_Assigned task_
Copy each line of the records below that has "ProxyKey" in it.
---
//! Error types for reference lifecycle operations.

use strum_macros::{Display, IntoStaticStr};
use thiserror::Error;

use crate::State;

/// Boxed error produced by user hooks and listeners.
pub type BoxError = Box<dyn std::error::Error + Send + Sync + 'static>;

/// A convenient type alias for `Result` with `E` = [`RefError`].
pub type Result<T, E = RefError> = std::result::Result<T, E>;

/// Lifecycle operation whose hook failed.
#[derive(Debug, Clone, Copy, PartialEq, Eq, Display, IntoStaticStr)]
#[strum(serialize_all = "lowercase")]
pub enum HookStage {
	/// [`crate::RefHooks::open`].
	Open,
	/// [`crate::RefHooks::bind`].
	Bind,
	/// [`crate::RefHooks::update`].
	Update,
	/// [`crate::RefHooks::unbind`].
	Unbind,
	/// [`crate::RefHooks::close`].
	Close,
}

/// Errors reported by [`crate::Ref`].
///
/// `reference` is the controller's display form, `Ref([types])[ State ]`, captured
/// when the error was raised.
#[derive(Debug, Error)]
#[non_exhaustive]
pub enum RefError {
	/// The requested state is not a legal successor of the current one.
	#[error("{reference}: can't transition from {from} to {to}")]
	IllegalTransition {
		/// Controller description.
		reference: String,
		/// State at the time of the request.
		from: State,
		/// Requested state.
		to: State,
	},
	/// The delegate was requested while the controller is not bound.
	#[error("{reference}: not bound")]
	Unbound {
		/// Controller description.
		reference: String,
	},
	/// A user hook failed.
	#[error("{reference}: {stage} hook failed: {source}")]
	Hook {
		/// Controller description.
		reference: String,
		/// Operation that ran the hook.
		stage: HookStage,
		/// Failure reported by the hook.
		#[source]
		source: BoxError,
	},
	/// Arguments were rejected before any transition was attempted.
	#[error("{reference}: {reason}")]
	Validation {
		/// Controller description.
		reference: String,
		/// What was wrong.
		reason: &'static str,
	},
}

impl RefError {
	/// Description of the controller that raised the error.
	pub fn reference(&self) -> &str {
		match self {
			Self::IllegalTransition { reference, .. }
			| Self::Unbound { reference }
			| Self::Hook { reference, .. }
			| Self::Validation { reference, .. } => reference,
		}
	}

	/// Returns true for [`RefError::Unbound`].
	pub fn is_unbound(&self) -> bool {
		matches!(self, Self::Unbound { .. })
	}

	/// Stage of a [`RefError::Hook`] failure.
	pub fn hook_stage(&self) -> Option<HookStage> {
		match self {
			Self::Hook { stage, .. } => Some(*stage),
			_ => None,
		}
	}
}
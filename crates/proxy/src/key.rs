//! Cache key for proxy classes.

use std::any::TypeId;
use std::fmt;

use gyro_ref::CapabilityType;

/// Ordered, duplicate-free list of capability types.
///
/// Order is significant: `[A, B]` and `[B, A]` are different keys and map to
/// different proxy classes.
#[derive(Clone, PartialEq, Eq, Hash)]
pub struct ProxyKey {
	types: Box<[CapabilityType]>,
}

impl ProxyKey {
	/// Builds a key, dropping repeated types and keeping the first occurrence.
	pub fn new(types: impl IntoIterator<Item = CapabilityType>) -> Self {
		let mut unique: Vec<CapabilityType> = Vec::new();
		for ty in types {
			if !unique.contains(&ty) {
				unique.push(ty);
			}
		}
		Self {
			types: unique.into_boxed_slice(),
		}
	}

	/// Capability types in key order.
	pub fn types(&self) -> &[CapabilityType] {
		&self.types
	}

	/// Returns true if the key lists the capability with the given id.
	pub fn contains(&self, id: TypeId) -> bool {
		self.types.iter().any(|ty| ty.id() == id)
	}

	/// Number of capability types.
	pub fn len(&self) -> usize {
		self.types.len()
	}

	/// Returns true for the empty key.
	pub fn is_empty(&self) -> bool {
		self.types.is_empty()
	}

	/// Simple names concatenated in key order.
	pub(crate) fn simple_names(&self) -> String {
		self.types.iter().map(|ty| ty.name()).collect()
	}
}

impl fmt::Debug for ProxyKey {
	fn fmt(&self, f: &mut fmt::Formatter<'_>) -> fmt::Result {
		f.debug_list().entries(self.types.iter()).finish()
	}
}
//! Machine-checkable invariant proofs for the reference lifecycle controller.

use std::sync::Arc;
use std::sync::atomic::{AtomicBool, Ordering};
use std::thread;

use parking_lot::Mutex;
use proptest::prelude::*;

use crate::{BoxError, Capability, CapabilityType, Operation, Props, Ref, RefEvent, RefHooks, RefListener, State};

trait Probe: Send + Sync {}

impl Capability for dyn Probe {
	const NAME: &'static str = "Probe";
	const OPERATIONS: &'static [Operation] = &[];
}

/// Hooks whose failure is switched from the outside before each operation.
struct Scripted {
	fail: Arc<AtomicBool>,
}

impl Scripted {
	fn check(&self, stage: &'static str) -> Result<(), BoxError> {
		if self.fail.load(Ordering::SeqCst) { Err(format!("{stage} scripted failure").into()) } else { Ok(()) }
	}
}

impl RefHooks<u32> for Scripted {
	fn open(&self) -> Result<(), BoxError> {
		self.check("open")
	}

	fn close(&self) -> Result<(), BoxError> {
		self.check("close")
	}

	fn bind(&self, delegate: u32, _props: &Props) -> Result<u32, BoxError> {
		self.check("bind").map(|()| delegate)
	}

	fn unbind(&self, _delegate: &u32, _props: &Props) -> Result<(), BoxError> {
		self.check("unbind")
	}
}

/// Records each event with the delegate visibility observed at delivery.
#[derive(Default)]
struct Journal {
	entries: Mutex<Vec<(RefEvent, State, bool)>>,
}

impl Journal {
	fn note(&self, event: RefEvent, reference: &Ref<u32>) -> Result<(), BoxError> {
		let guard = reference.read();
		let readable = guard.delegate().is_ok();
		self.entries.lock().push((event, guard.state(), readable));
		Ok(())
	}

	fn events(&self) -> Vec<RefEvent> {
		self.entries.lock().iter().map(|(e, ..)| *e).collect()
	}
}

impl RefListener<u32> for Journal {
	fn open(&self, reference: &Ref<u32>) -> Result<(), BoxError> {
		self.note(RefEvent::Open, reference)
	}

	fn bound(&self, reference: &Ref<u32>) -> Result<(), BoxError> {
		self.note(RefEvent::Bound, reference)
	}

	fn updated(&self, reference: &Ref<u32>) -> Result<(), BoxError> {
		self.note(RefEvent::Updated, reference)
	}

	fn unbinding(&self, reference: &Ref<u32>) -> Result<(), BoxError> {
		self.note(RefEvent::Unbinding, reference)
	}

	fn closed(&self, reference: &Ref<u32>) -> Result<(), BoxError> {
		self.note(RefEvent::Closed, reference)
	}
}

#[derive(Debug, Clone)]
enum Op {
	Open { fail: bool },
	Close { fail: bool },
	Bind { delegate: u32, fail: bool },
	Update { delegate: Option<u32>, props: bool, fail: bool },
	Unbind { fail: bool },
}

impl Op {
	fn fail(&self) -> bool {
		match *self {
			Self::Open { fail } | Self::Close { fail } | Self::Bind { fail, .. } | Self::Update { fail, .. } | Self::Unbind { fail } => fail,
		}
	}
}

fn op() -> impl Strategy<Value = Op> {
	prop_oneof![
		any::<bool>().prop_map(|fail| Op::Open { fail }),
		any::<bool>().prop_map(|fail| Op::Close { fail }),
		(0u32..100, any::<bool>()).prop_map(|(delegate, fail)| Op::Bind { delegate, fail }),
		(proptest::option::of(0u32..100), any::<bool>(), any::<bool>()).prop_map(|(delegate, props, fail)| Op::Update { delegate, props, fail }),
		any::<bool>().prop_map(|fail| Op::Unbind { fail }),
	]
}

/// Reference model of the controller: expected state, delegate and emitted events.
#[derive(Debug)]
struct Model {
	state: State,
	delegate: Option<u32>,
	events: Vec<RefEvent>,
}

impl Model {
	fn new() -> Self {
		Self {
			state: State::Closed,
			delegate: None,
			events: Vec::new(),
		}
	}

	fn apply(&mut self, op: &Op) {
		match (self.state, op) {
			(State::Closed, Op::Open { fail: false }) => {
				self.state = State::Unbound;
				self.events.push(RefEvent::Open);
			}
			(State::Unbound, Op::Bind { delegate, fail: false }) => {
				self.state = State::Bound;
				self.delegate = Some(*delegate);
				self.events.push(RefEvent::Bound);
			}
			(State::Bound, Op::Update { delegate, props, fail }) if delegate.is_some() || *props => {
				// Hooks are only consulted for a new delegate; default update goes through bind.
				if let Some(d) = delegate
					&& !fail
				{
					self.delegate = Some(*d);
				}
				self.events.push(RefEvent::Updated);
			}
			(State::Bound, Op::Unbind { .. }) => {
				self.state = State::Unbound;
				self.delegate = None;
				self.events.push(RefEvent::Unbinding);
			}
			(State::Bound, Op::Close { .. }) => {
				self.state = State::Closed;
				self.delegate = None;
				self.events.push(RefEvent::Unbinding);
				self.events.push(RefEvent::Closed);
			}
			(State::Unbound, Op::Close { .. }) => {
				self.state = State::Closed;
				self.events.push(RefEvent::Closed);
			}
			_ => {}
		}
	}
}

fn run(r: &Ref<u32>, fail: &AtomicBool, op: &Op) {
	fail.store(op.fail(), Ordering::SeqCst);
	let _ = match *op {
		Op::Open { .. } => r.open(),
		Op::Close { .. } => r.close(),
		Op::Bind { delegate, .. } => r.bind(delegate, Some(Props::new())),
		Op::Update { delegate, props, .. } => r.update(delegate, props.then(Props::new)),
		Op::Unbind { .. } => r.unbind(),
	};
}

fn scripted() -> (Ref<u32>, Arc<AtomicBool>) {
	let fail = Arc::new(AtomicBool::new(false));
	let r = Ref::with_hooks([CapabilityType::of::<dyn Probe>()], Scripted { fail: Arc::clone(&fail) });
	(r, fail)
}

proptest! {
	#[test]
	fn test_operations_never_strand_transient_states(ops in proptest::collection::vec(op(), 0..48)) {
		let (r, fail) = scripted();
		let mut model = Model::new();
		for op in &ops {
			run(&r, &fail, op);
			model.apply(op);
			let state = r.state();
			prop_assert!(matches!(state, State::Closed | State::Unbound | State::Bound), "{op:?} left {state}");
			prop_assert_eq!(state, model.state, "after {:?}", op);
			prop_assert_eq!(r.delegate().ok(), model.delegate, "after {:?}", op);
		}
	}

	#[test]
	fn test_listener_events_match_committed_transitions(ops in proptest::collection::vec(op(), 0..48)) {
		let (r, fail) = scripted();
		let journal = Arc::new(Journal::default());
		let listener: Arc<dyn RefListener<u32>> = journal.clone();
		r.add_listener(&listener);

		let mut model = Model::new();
		for op in &ops {
			run(&r, &fail, op);
			model.apply(op);
		}
		prop_assert_eq!(journal.events(), model.events);
	}
}

#[test]
fn test_hook_failures_restore_pre_operation_state() {
	let (r, fail) = scripted();

	run(&r, &fail, &Op::Open { fail: true });
	assert_eq!(r.state(), State::Closed);

	run(&r, &fail, &Op::Open { fail: false });
	run(&r, &fail, &Op::Bind { delegate: 1, fail: true });
	assert_eq!(r.state(), State::Unbound);
	assert!(r.delegate().is_err());

	run(&r, &fail, &Op::Bind { delegate: 2, fail: false });
	assert_eq!(r.delegate().ok(), Some(2));
}

#[test]
fn test_delegate_readable_only_when_bound() {
	let (r, fail) = scripted();
	let journal = Arc::new(Journal::default());
	let listener: Arc<dyn RefListener<u32>> = journal.clone();
	r.add_listener(&listener);

	for op in [
		Op::Open { fail: false },
		Op::Bind { delegate: 4, fail: false },
		Op::Update {
			delegate: Some(5),
			props: false,
			fail: false,
		},
		Op::Close { fail: false },
	] {
		run(&r, &fail, &op);
	}

	let entries = journal.entries.lock().clone();
	assert_eq!(entries.len(), 5);
	for (event, state, readable) in entries {
		assert_eq!(readable, state == State::Bound, "{event} in {state}");
	}
}

#[test]
fn test_concurrent_listener_registration_loses_nothing() {
	const THREADS: usize = 8;
	const PER_THREAD: usize = 64;

	let r: Arc<Ref<u32>> = Arc::new(Ref::of::<dyn Probe>());
	let kept: Arc<Mutex<Vec<Arc<dyn RefListener<u32>>>>> = Arc::default();

	let workers: Vec<_> = (0..THREADS)
		.map(|i| {
			let r = Arc::clone(&r);
			let kept = Arc::clone(&kept);
			thread::spawn(move || {
				for n in 0..PER_THREAD {
					let listener: Arc<dyn RefListener<u32>> = Arc::new(Journal::default());
					r.add_listener(&listener);
					if n % 2 == 0 {
						r.remove_listener(&listener);
					} else {
						kept.lock().push(listener);
					}
					if i == 0 {
						let _ = r.open();
						let _ = r.close();
					}
				}
			})
		})
		.collect();

	for worker in workers {
		worker.join().expect("worker panicked");
	}

	assert_eq!(r.listener_count(), THREADS * PER_THREAD / 2);
}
---
_Response for this exercise_
pub struct ProxyKey {
impl ProxyKey {
impl fmt::Debug for ProxyKey {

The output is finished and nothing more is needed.